(Saved entries)
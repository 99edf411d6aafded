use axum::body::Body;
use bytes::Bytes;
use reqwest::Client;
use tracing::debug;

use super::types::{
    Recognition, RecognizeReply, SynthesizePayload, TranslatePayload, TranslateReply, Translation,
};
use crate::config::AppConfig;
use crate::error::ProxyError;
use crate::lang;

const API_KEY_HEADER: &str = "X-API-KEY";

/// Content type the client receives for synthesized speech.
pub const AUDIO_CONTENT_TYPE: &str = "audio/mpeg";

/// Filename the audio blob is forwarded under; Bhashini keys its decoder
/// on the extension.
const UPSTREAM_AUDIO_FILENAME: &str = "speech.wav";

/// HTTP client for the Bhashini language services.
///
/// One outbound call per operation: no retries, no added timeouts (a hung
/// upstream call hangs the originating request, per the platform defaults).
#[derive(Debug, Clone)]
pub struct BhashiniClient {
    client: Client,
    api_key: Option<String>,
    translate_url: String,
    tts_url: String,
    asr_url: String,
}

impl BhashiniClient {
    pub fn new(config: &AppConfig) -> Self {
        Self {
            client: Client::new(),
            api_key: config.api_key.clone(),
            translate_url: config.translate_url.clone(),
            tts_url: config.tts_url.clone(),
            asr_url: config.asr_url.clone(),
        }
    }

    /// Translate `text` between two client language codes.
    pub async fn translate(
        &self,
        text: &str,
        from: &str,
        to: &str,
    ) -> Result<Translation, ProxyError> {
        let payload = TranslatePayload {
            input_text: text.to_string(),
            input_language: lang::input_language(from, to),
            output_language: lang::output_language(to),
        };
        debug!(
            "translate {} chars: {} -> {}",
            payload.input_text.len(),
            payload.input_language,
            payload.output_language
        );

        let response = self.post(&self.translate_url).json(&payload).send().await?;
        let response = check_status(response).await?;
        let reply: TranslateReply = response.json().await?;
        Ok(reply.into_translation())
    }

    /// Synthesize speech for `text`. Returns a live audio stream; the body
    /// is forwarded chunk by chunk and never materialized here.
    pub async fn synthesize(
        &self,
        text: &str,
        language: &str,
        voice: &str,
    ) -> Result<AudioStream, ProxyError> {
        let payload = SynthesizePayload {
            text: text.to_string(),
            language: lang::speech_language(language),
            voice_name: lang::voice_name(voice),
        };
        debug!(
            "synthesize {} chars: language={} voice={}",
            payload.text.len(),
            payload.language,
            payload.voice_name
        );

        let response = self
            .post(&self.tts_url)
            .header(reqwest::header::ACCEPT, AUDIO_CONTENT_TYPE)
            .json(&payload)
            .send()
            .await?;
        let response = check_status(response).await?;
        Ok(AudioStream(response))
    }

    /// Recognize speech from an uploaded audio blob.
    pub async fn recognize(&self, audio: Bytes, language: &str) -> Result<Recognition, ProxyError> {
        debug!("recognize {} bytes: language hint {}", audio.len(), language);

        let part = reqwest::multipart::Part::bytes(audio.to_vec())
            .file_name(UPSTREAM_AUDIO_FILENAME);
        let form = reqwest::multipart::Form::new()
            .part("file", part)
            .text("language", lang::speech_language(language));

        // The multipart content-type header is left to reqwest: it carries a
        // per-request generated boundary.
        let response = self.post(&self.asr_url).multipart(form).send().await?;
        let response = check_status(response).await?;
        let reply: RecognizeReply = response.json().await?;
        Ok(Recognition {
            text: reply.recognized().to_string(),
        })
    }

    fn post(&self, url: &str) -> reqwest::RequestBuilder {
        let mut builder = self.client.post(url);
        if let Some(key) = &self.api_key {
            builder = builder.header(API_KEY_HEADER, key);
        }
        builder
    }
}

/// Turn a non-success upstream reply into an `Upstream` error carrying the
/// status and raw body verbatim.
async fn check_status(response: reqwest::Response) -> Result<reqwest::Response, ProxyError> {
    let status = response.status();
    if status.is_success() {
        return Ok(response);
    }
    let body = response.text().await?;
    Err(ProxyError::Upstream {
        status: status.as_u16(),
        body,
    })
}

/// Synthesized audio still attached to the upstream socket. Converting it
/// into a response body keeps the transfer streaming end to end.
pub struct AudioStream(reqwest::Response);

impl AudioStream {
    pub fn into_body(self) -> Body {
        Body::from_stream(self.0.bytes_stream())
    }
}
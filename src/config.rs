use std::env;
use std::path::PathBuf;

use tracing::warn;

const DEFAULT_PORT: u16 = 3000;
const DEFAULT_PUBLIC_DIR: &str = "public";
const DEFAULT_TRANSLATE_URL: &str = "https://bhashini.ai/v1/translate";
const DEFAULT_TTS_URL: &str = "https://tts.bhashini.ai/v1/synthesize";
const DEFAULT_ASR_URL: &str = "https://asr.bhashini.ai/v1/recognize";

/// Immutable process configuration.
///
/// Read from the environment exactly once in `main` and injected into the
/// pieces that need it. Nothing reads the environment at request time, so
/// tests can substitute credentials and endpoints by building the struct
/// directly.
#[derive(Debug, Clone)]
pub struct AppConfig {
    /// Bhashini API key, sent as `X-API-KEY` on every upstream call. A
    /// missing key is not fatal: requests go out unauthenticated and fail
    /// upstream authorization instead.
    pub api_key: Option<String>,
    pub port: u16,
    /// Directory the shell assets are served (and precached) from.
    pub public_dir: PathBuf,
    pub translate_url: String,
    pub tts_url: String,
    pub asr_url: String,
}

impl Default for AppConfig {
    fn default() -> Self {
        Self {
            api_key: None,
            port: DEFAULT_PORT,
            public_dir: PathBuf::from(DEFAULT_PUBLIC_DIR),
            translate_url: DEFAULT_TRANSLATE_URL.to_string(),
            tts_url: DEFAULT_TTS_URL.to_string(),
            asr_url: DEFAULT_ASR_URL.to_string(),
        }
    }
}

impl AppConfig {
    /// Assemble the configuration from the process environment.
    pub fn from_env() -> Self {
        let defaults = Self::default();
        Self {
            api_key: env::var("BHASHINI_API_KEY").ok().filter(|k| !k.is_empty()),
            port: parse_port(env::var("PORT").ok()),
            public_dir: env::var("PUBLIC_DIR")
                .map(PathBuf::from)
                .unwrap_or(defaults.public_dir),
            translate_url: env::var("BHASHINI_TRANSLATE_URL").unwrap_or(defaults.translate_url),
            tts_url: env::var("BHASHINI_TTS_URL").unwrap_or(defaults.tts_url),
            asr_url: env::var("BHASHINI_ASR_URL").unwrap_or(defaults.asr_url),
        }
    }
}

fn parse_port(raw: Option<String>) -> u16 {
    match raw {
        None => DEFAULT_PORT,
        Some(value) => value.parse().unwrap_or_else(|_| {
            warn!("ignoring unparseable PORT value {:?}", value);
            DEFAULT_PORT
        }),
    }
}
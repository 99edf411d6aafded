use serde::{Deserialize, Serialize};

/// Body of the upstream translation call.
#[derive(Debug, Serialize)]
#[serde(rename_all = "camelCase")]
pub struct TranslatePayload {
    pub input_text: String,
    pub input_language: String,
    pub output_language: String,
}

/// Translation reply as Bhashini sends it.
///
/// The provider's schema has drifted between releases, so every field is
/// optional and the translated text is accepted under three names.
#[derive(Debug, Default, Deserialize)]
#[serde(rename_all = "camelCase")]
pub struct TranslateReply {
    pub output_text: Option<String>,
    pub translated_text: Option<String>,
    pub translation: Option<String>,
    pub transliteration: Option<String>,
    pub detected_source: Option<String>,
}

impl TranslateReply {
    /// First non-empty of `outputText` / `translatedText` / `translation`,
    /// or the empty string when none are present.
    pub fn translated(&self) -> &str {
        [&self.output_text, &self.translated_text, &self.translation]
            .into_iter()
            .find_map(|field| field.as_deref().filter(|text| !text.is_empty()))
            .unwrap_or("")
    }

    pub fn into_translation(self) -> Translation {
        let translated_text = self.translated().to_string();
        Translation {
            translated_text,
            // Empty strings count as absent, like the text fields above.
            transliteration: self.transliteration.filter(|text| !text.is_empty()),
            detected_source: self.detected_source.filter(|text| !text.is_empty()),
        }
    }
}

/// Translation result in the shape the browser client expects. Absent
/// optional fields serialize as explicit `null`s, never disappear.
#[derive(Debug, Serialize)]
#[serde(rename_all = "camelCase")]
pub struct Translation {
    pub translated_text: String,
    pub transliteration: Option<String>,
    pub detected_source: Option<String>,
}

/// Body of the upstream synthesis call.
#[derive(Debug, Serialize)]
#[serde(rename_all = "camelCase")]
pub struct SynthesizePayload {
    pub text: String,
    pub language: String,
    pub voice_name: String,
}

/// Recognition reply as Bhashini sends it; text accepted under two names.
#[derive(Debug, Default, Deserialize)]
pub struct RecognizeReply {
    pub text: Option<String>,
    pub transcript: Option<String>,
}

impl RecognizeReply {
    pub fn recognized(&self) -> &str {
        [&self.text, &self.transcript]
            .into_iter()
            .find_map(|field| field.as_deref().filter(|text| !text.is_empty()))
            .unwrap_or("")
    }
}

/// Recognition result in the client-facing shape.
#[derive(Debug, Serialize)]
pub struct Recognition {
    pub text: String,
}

## Instructions to follow
Please extract exactly, and only, the lines from the line containing "[&self.text, &self.transcript]" through the last line of the records.

## Response for this exercise
        [&self.text, &self.transcript]
            .into_iter()
            .find_map(|field| field.as_deref().filter(|text| !text.is_empty()))
            .unwrap_or("")
    }
}

/// Recognition result in the client-facing shape.
#[derive(Debug, Serialize)]
pub struct Recognition {
    pub text: String,
}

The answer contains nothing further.